# Hauptschalter bestimmen



## Fabian (5 Oktober 2008)

Hallo Leute ,

da ich neu im Forum bin, möcht ich erstmal HALLO sagen.

Nun zu meiner Frage.
Mich würde mal interessieren wie man den Hauptschalter bzw. die Hauptsicherung in einem Schaltschrank berechnet.Hab dies zwar schon mal einen Gesellen gefragt, aber da kommt oft (leider) ne dumme antwort.
Ich weiß zwar wie man die Werte der einzelnen Sicherung z.B.: bei einem FU usw. bestimmt,versteh aber nicht wie man die Grösse des Hauptschalters bzw der Sicherung nachdem Hauptschalter berechnet?


Danke und sorry für die vermeintlich dumme Frage

Gruß Fabian


----------



## Murdok (5 Oktober 2008)

Hallo Fabian,

eine richtige wasserdichte Lösung kann ich dir auch nicht bieten aber der Hauptschalter muss in jedem Fall in der Lage sein den Strom der fließt abschalten zu können.
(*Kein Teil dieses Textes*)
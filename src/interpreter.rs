use crate::command::{CommandGroup, ExitCode};
use crate::config::Config;
use crate::env::WorkingDirectoryState;
use crate::error::{LaunchError, ShellError};
use crate::external;
use crate::io_adapters::StdioRemap;
use crate::parser::{self, Dispatch};
use crate::pipeline;
use crate::reaper::Reaper;
use crate::subshell;
use anyhow::{Context, anyhow};
use rustyline::DefaultEditor;
use rustyline::error::ReadlineError;

/// A small shell interpreter: sequencing, subshells, pipelines and redirection
/// over external programs, plus the `cd` and `exit` builtins.
///
/// The interpreter owns the directory history used by `cd -`. Subshells run in a
/// forked copy of the interpreter, so their changes never reach this one.
///
/// Example
/// ```no_run
/// use s3::{Config, Interpreter};
/// let mut sh = Interpreter::new(Config::default());
/// let code = sh.run_line("echo hello; echo world | tr a-z A-Z");
/// assert_eq!(code, 0);
/// ```
pub struct Interpreter {
    config: Config,
    wd: WorkingDirectoryState,
}

impl Interpreter {
    pub fn new(config: Config) -> Self {
        let wd = WorkingDirectoryState::new(config.limits.max_dir_len);
        Self { config, wd }
    }

    pub fn working_directory(&self) -> &WorkingDirectoryState {
        &self.wd
    }

    /// Run one line of input as a batch of `;`-separated segments.
    ///
    /// Every segment runs to completion before the next starts, and a failing
    /// segment never stops the ones after it. Errors are reported on stderr.
    /// Segments past the limit are not run and count as one failed segment.
    /// Returns the status of the last segment.
    pub fn run_line(&mut self, line: &str) -> ExitCode {
        let line = line.trim_end_matches(['\n', '\r']);
        if line.trim().is_empty() {
            return 0;
        }

        let batch = match parser::split_batch(line, &self.config.limits) {
            Ok(batch) => batch,
            Err(e) => {
                eprintln!("s3: {e}");
                return 1;
            }
        };

        let mut status = 0;
        for segment in &batch.segments {
            status = match self.run_segment(segment) {
                Ok(status) => status,
                Err(e) => {
                    eprintln!("s3: {e}");
                    1
                }
            };
        }
        if let Some(e) = batch.overflow {
            eprintln!("s3: {e}");
            status = 1;
        }
        status
    }

    /// Classify one segment and run it in the foreground.
    fn run_segment(&mut self, segment: &str) -> Result<ExitCode, ShellError> {
        match parser::classify(segment, &self.config.limits)? {
            Dispatch::Builtin(builtin) => Ok(builtin.run(&mut self.wd)?),
            Dispatch::Group(group) => {
                let mut reaper = Reaper::new();
                let spawned = self.spawn_group(&group, &mut reaper);
                let status = reaper.wait_all();
                spawned?;
                Ok(status.unwrap_or(1))
            }
        }
    }

    /// Fork the processes for `group`, tracking each one in `reaper`.
    fn spawn_group(&mut self, group: &CommandGroup, reaper: &mut Reaper) -> Result<(), LaunchError> {
        match group {
            CommandGroup::Simple(command) => reaper.track(external::launch(command, None)?),
            CommandGroup::Redirected(command, redirect) => {
                reaper.track(external::launch(command, Some(redirect))?)
            }
            CommandGroup::Pipeline(stages) => {
                pipeline::spawn_pipeline(stages, reaper, &mut |body: &str| self.run_line(body))?
            }
            CommandGroup::Subshell(sub) => reaper.track(subshell::spawn(
                sub,
                StdioRemap::default(),
                &mut |body: &str| self.run_line(body),
            )?),
        }
        Ok(())
    }

    /// Prompt showing the current directory, e.g. `[/home/me s3]$ `.
    pub fn construct_prompt(&self) -> String {
        match std::env::current_dir() {
            Ok(dir) => format!("[{} s3]$ ", dir.display()),
            Err(_) => self.config.prompt.fallback.clone(),
        }
    }

    /// Read-Eval-Print Loop.
    ///
    /// Returns only on failure to read input, end of input included.
    pub fn repl(&mut self) -> anyhow::Result<()> {
        let mut rl = DefaultEditor::new().context("cannot initialize line editor")?;

        loop {
            match rl.readline(&self.construct_prompt()) {
                Ok(line) => {
                    if !line.trim().is_empty() {
                        let _ = rl.add_history_entry(line.as_str());
                    }
                    let status = self.run_line(&line);
                    log::debug!("`{line}` finished with {status}");
                }
                Err(ReadlineError::Interrupted) => continue,
                Err(ReadlineError::Eof) => return Err(anyhow!("end of input")),
                Err(err) => return Err(err).context("cannot read input"),
            }
        }
    }
}

impl Default for Interpreter {
    /// Interpreter using the embedded default configuration.
    fn default() -> Self {
        Self::new(Config::default_config())
    }
}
Man muss also die installierte Leistung also z.B. der Motoren, Trafos addieren und dann daraus den Strom berechnen.
Wenn man es genau machen will muss man halt auch Scheinleistung und cos phi einbeziehen. 
Bei uns wird es aber meistens abgeschätzt und das passt dann auch.
Der Hauptschalter sollte aber eher zu groß als zu klein sein...
Hoffe konnte dir etwas weiterhelfen.

Gruß
Tobias.


----------



## Fabian (5 Oktober 2008)

Hallo Tobias,

danke für Deine antwort.
An das hab ich auch schon gedacht, fand es aber irgendwie nicht sicher.
Find halt das es einen Unterschied macht, ob man z.B.: acht Regler verbaut oder achtzehn...(Relais,Schütze,Spule,FU,usw.)das macht doch alles einiges an Amps unterschiedlich  ==> Optionen werden ja nicht immer alle verkauft !!!


Danke


----------



## Homer79 (6 Oktober 2008)

Hallo,

Berechnung/Addition der Ströme die im Dauerbetrieb sich ergeben,
Gleichzeitigkeitsfaktor eventuell berücksichtigen, wir rechnen immer noch mit 30% Reserve darauf.

Viele Grüße


----------



## Murdok (6 Oktober 2008)

Hallo Fabian,

du musst natürlich nur den vorliegenden Fall beachten also was genau im Schrank drin ist ! Und wie oben gesagt immer eine Reserve mit einrechnen.

Gruß
Tobias.


----------



## jabba (6 Oktober 2008)

Die Summe der Ströme und cosPhi ist nicht alles.

Weiterhin zählen
- Abschaltvermögen z.B. bei Stillstand des größten Motors
- Selektivität zur Vorsicherung z.B. lange Zuleitung
- Anlaufstrom von z.B. dem größten Verbraucher
  10*1Kw+1*22KW Schwerstanlauf ergibt nicht 32KW und den Strom daraus

In der Praxis gehe ich wie Homer immer mit einiger Sicherheits dran, 
auch im Bezug auf Erweiterungen.
Bis Nennstrom 16A nehme ich z.B. 32A Schalter, bis 40A 63A-Schalter,
so als Faustformel.


----------



## Fabian (6 Oktober 2008)

Hallo ,

danke für Eure Antworten.
Also nochmal zum Verständnis :

z.B:

2 Motore 30 KW
3 Motore 5,5KW
Trafo 500 VA

Werte addieren und Ampere berechnen und dann 30% Sicherheit geben ?!?
Hab ich das so richtig verstanden ???

Gruß


----------



## jabba (6 Oktober 2008)

Fabian schrieb:


> Hallo ,
> 
> danke für Eure Antworten.
> Also nochmal zum Verständnis :
> ...


 
2 Motoren 30KW =55A CosPhi=0,85 Vorsicherunge bei Direktanlauf 100A
Bei SD 63A

Da ist schon wichtig ob Direkt oder SD uder Sanftanlauf , starten beide zusammen , oder könnten beide zusamm starten.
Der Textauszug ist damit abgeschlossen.